Exercise inputs:
//! Pipeline configuration.

use crate::Result;
use crate::edit::{Exclusions, PathPatch};
use crate::read::RecordPolicy;

/// Seconds added to a file's modification time before it is stamped into
/// the archive header: four and a half hours.
pub const DEFAULT_CLOCK_OFFSET: i64 = 4 * 3600 + 30 * 60;

/// Options controlling how an archive is patched.
///
/// # Example
///
/// ```rust
/// use crspatch::PatchOptions;
///
/// let options = PatchOptions::new()
///     .exclude("TREES.OFS")
///     .replacement_path("C:\\COURSES\\")?
///     .clock_offset(0);
/// assert_eq!(options.exclusions.len(), 3);
/// # Ok::<(), crspatch::Error>(())
/// ```
#[derive(Debug, Clone, PartialEq, Eq)]
pub struct PatchOptions {
    /// Record names to remove.
    pub exclusions: Exclusions,
    /// Replacement written into each record's path field.
    pub path: PathPatch,
    /// Whether path fields are rewritten at all.
    pub patch_paths: bool,
    /// How malformed records are handled.
    pub record_policy: RecordPolicy,
    /// Seconds added to the source modification time.
    pub clock_offset: i64,
}

impl Default for PatchOptions {
    fn default() -> Self {
        Self {
            exclusions: Exclusions::default(),
            path: PathPatch::default(),
            patch_paths: true,
            record_policy: RecordPolicy::Abort,
            clock_offset: DEFAULT_CLOCK_OFFSET,
        }
    }
}

impl PatchOptions {
    /// Creates the default options.
    pub fn new() -> Self {
        Self::default()
    }

    /// Replaces the exclusion set.
    pub fn exclusions(mut self, exclusions: Exclusions) -> Self {
        self.exclusions = exclusions;
        self
    }

    /// Adds one name to the exclusion set.
    pub fn exclude(mut self, name: impl AsRef<[u8]>) -> Self {
        self.exclusions.insert(name);
        self
    }

    /// Sets the directory written into every record's path field.
    ///
    /// # Errors
    ///
    /// Returns [`Error::InvalidPath`](crate::Error::InvalidPath) if the path
    /// does not fit the 14-byte field or is not printable ASCII.
    pub fn replacement_path(mut self, path: &str) -> Result<Self> {
        self.path = PathPatch::new(path)?.expected_len(self.path.expected());
        Ok(self)
    }

    /// Sets the path length prefix a record must carry to be patched.
    pub fn expected_path_len(mut self, len: u8) -> Self {
        self.path = self.path.expected_len(len);
        self
    }

    /// Enables or disables path patching.
    pub fn patch_paths(mut self, enabled: bool) -> Self {
        self.patch_paths = enabled;
        self
    }

    /// Sets how malformed records are handled.
    pub fn record_policy(mut self, policy: RecordPolicy) -> Self {
        self.record_policy = policy;
        self
    }

    /// Sets the clock offset in seconds.
    pub fn clock_offset(mut self, secs: i64) -> Self {
        self.clock_offset = secs;
        self
    }
}
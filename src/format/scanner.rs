//! Signature scanning over an in-memory archive buffer.
//!
//! Record headers are located purely by searching for the [`SIGNATURE`]
//! marker. The scanner does not validate what follows a hit; that is the job
//! of the record model builder.

use super::SIGNATURE;

/// Lazy scanner yielding the offset of every marker in a buffer.
///
/// Offsets come out in ascending order, each occurrence exactly once. After a
/// hit the search resumes past the matched marker. The scanner is finite
/// and can be restarted with [`reset`](Self::reset).
///
/// # Example
///
/// ```rust
/// use crspatch::format::scanner::SignatureScanner;
///
/// let data = b"..MDmd....MDmd";
/// let offsets: Vec<usize> = SignatureScanner::new(data).collect();
/// assert_eq!(offsets, vec![2, 10]);
/// ```
#[derive(Debug, Clone)]
pub struct SignatureScanner<'a> {
    data: &'a [u8],
    position: usize,
}

impl<'a> SignatureScanner<'a> {
    /// Creates a scanner positioned at the start of `data`.
    pub fn new(data: &'a [u8]) -> Self {
        Self { data, position: 0 }
    }

    /// Finds the next marker at or after the current position.
    pub fn find_next_signature(&mut self) -> Option<usize> {
        if self.position >= self.data.len() {
            return None;
        }
        let found = self.data[self.position..]
            .windows(SIGNATURE.len())
            .position(|w| w == SIGNATURE);

        match found {
            Some(rel_pos) => {
                let pos = self.position + rel_pos;
                self.position = pos + SIGNATURE.len();
                Some(pos)
            }
            None => {
                self.position = self.data.len();
                None
            }
        }
    }

    /// Returns the number of bytes consumed so far.
    pub fn bytes_scanned(&self) -> usize {
        self.position
    }

    /// Restarts the scan from the beginning of the buffer.
    pub fn reset(&mut self) {
        self.position = 0;
    }
}

impl Iterator for SignatureScanner<'_> {
    type Item = usize;

    fn next(&mut self) -> Option<usize> {
        self.find_next_signature()
    }
}

/// Collects every marker offset in `data`.
pub fn find_all_signatures(data: &[u8]) -> Vec<usize> {
    SignatureScanner::new(data).collect()
}

#[cfg(test)]
mod tests {
    use super::*;

    #[test]
    fn test_scanner_find_at_start() {
        let mut scanner = SignatureScanner::new(b"MDmd\x0A\x01");
        assert_eq!(scanner.find_next_signature(), Some(0));
        assert_eq!(scanner.find_next_signature(), None);
    }

    #[test]
    fn test_scanner_find_with_prefix() {
        let mut data = vec![0xFFu8; 100];
        data.extend_from_slice(SIGNATURE);
        assert_eq!(find_all_signatures(&data), vec![100]);
    }

    #[test]
    fn test_scanner_no_signature() {
        let data = vec![0u8; 1024];
        let mut scanner = SignatureScanner::new(&data);
        assert_eq!(scanner.next(), None);
        assert_eq!(scanner.bytes_scanned(), 1024);
    }

    #[test]
    fn test_scanner_empty_and_short_buffers() {
        assert!(find_all_signatures(b"").is_empty());
        assert!(find_all_signatures(b"MDm").is_empty());
    }

    #[test]
    fn test_scanner_find_all() {
        let mut data = Vec::new();
        data.extend_from_slice(SIGNATURE);
        data.extend_from_slice(&[0u8; 50]);
        data.extend_from_slice(SIGNATURE);
        data.extend_from_slice(SIGNATURE);

        assert_eq!(find_all_signatures(&data), vec![0, 54, 58]);
    }

    #[test]
    fn test_scanner_near_miss() {
        // Case matters: "MDMD" and "mdmd" are not markers.
        assert!(find_all_signatures(b"MDMD mdmd MDm d").is_empty());
        assert_eq!(find_all_signatures(b"MMDmd"), vec![1]);
    }

    #[test]
    fn test_scanner_reset() {
        let data = b"xxMDmdxx";
        let mut scanner = SignatureScanner::new(data);
        assert_eq!(scanner.by_ref().count(), 1);
        assert_eq!(scanner.next(), None);

        scanner.reset();
        assert_eq!(scanner.next(), Some(2));
    }
}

Exercise prompt: Tally the lines of the records that contain the word "Debug" and state the total alone.

Written answer: 2